Where in the material does the word "next" appear? Copy each line that has it.

####################

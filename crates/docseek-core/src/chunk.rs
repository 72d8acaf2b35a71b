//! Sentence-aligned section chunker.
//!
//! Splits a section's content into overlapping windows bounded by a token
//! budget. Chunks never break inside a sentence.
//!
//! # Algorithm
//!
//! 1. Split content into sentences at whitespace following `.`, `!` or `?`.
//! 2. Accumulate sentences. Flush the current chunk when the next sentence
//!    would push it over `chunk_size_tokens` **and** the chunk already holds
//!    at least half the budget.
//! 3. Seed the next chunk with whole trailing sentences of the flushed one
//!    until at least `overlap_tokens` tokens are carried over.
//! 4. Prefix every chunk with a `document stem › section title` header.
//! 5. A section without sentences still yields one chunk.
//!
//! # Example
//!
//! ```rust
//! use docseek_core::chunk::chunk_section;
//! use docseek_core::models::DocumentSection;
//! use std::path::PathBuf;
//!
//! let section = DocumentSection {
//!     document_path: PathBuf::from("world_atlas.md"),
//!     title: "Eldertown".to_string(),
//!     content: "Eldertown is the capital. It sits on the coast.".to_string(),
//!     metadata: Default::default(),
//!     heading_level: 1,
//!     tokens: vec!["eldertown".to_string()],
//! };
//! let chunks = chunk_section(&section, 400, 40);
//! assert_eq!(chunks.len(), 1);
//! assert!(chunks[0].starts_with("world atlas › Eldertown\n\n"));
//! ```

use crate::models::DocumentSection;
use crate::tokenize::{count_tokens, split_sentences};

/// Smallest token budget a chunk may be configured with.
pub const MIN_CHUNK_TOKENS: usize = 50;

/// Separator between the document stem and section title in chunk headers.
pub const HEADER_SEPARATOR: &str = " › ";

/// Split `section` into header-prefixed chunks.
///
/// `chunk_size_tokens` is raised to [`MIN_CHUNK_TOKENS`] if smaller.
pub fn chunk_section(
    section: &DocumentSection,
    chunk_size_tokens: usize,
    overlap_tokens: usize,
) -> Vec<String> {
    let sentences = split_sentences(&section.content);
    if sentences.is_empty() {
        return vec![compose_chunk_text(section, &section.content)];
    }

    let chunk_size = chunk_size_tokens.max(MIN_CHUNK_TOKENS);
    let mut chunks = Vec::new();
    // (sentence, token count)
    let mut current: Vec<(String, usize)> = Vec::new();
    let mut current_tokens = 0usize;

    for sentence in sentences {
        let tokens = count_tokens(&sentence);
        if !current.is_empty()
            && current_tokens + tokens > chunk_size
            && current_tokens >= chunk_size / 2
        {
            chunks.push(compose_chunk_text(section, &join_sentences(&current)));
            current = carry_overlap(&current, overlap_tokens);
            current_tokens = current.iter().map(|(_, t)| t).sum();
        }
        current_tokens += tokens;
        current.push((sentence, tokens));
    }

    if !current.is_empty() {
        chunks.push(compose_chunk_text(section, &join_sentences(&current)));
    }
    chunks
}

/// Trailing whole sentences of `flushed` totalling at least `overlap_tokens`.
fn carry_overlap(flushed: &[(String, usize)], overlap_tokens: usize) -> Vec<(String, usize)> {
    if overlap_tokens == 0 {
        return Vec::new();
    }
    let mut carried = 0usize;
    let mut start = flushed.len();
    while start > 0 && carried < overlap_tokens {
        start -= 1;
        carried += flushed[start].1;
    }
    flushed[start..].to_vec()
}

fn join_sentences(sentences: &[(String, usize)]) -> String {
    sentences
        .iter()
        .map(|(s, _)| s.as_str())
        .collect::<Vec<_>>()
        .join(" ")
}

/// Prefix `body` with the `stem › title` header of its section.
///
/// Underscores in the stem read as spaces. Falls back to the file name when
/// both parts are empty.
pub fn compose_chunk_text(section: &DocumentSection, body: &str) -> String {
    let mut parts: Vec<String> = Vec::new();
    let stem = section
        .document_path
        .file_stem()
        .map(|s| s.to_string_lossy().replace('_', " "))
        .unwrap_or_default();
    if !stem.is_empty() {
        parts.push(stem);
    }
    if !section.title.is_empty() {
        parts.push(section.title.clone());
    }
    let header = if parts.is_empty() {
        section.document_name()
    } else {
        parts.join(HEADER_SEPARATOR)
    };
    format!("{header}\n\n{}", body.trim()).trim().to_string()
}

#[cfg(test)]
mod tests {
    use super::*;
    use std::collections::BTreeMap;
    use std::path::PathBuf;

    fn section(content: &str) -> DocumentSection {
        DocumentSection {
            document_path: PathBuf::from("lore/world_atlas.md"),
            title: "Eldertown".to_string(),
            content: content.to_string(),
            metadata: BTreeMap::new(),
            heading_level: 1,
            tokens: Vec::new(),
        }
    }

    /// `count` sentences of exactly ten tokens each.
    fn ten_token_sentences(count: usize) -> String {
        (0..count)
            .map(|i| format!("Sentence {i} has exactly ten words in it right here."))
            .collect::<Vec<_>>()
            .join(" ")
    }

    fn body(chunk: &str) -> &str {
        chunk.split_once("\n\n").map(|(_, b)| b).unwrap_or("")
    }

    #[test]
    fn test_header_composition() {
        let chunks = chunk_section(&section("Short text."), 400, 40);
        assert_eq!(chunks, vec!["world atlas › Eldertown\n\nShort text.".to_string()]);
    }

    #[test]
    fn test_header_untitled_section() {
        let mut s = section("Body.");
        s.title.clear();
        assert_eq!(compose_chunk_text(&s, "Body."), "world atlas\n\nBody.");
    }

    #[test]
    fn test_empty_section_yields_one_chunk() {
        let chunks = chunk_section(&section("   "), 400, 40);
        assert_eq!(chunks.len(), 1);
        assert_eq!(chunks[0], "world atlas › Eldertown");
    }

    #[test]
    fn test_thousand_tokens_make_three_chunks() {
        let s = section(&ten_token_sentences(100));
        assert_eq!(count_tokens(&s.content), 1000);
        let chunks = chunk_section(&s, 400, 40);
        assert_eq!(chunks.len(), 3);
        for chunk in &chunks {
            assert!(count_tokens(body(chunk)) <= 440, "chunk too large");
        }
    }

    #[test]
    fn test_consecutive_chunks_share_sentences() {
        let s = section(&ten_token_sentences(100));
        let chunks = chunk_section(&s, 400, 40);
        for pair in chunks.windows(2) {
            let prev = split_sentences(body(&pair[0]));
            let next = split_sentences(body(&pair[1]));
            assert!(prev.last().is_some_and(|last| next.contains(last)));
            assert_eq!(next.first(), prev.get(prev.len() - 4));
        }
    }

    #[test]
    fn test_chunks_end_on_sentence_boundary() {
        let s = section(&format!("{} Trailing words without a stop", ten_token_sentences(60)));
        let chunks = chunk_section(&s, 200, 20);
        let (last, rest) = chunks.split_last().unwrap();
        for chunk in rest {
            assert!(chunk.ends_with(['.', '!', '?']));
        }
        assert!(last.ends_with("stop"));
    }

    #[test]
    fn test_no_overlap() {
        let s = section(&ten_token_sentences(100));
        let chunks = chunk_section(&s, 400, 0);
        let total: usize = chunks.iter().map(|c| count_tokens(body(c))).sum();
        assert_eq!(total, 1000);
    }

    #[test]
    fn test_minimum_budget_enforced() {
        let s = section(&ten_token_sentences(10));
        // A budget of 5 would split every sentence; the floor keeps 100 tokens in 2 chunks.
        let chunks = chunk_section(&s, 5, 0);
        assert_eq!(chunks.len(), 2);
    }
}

####################

Written solution>
//! 2. Accumulate sentences. Flush the current chunk when the next sentence
//! 3. Seed the next chunk with whole trailing sentences of the flushed one
            let next = split_sentences(body(&pair[1]));
            assert!(prev.last().is_some_and(|last| next.contains(last)));
            assert_eq!(next.first(), prev.get(prev.len() - 4));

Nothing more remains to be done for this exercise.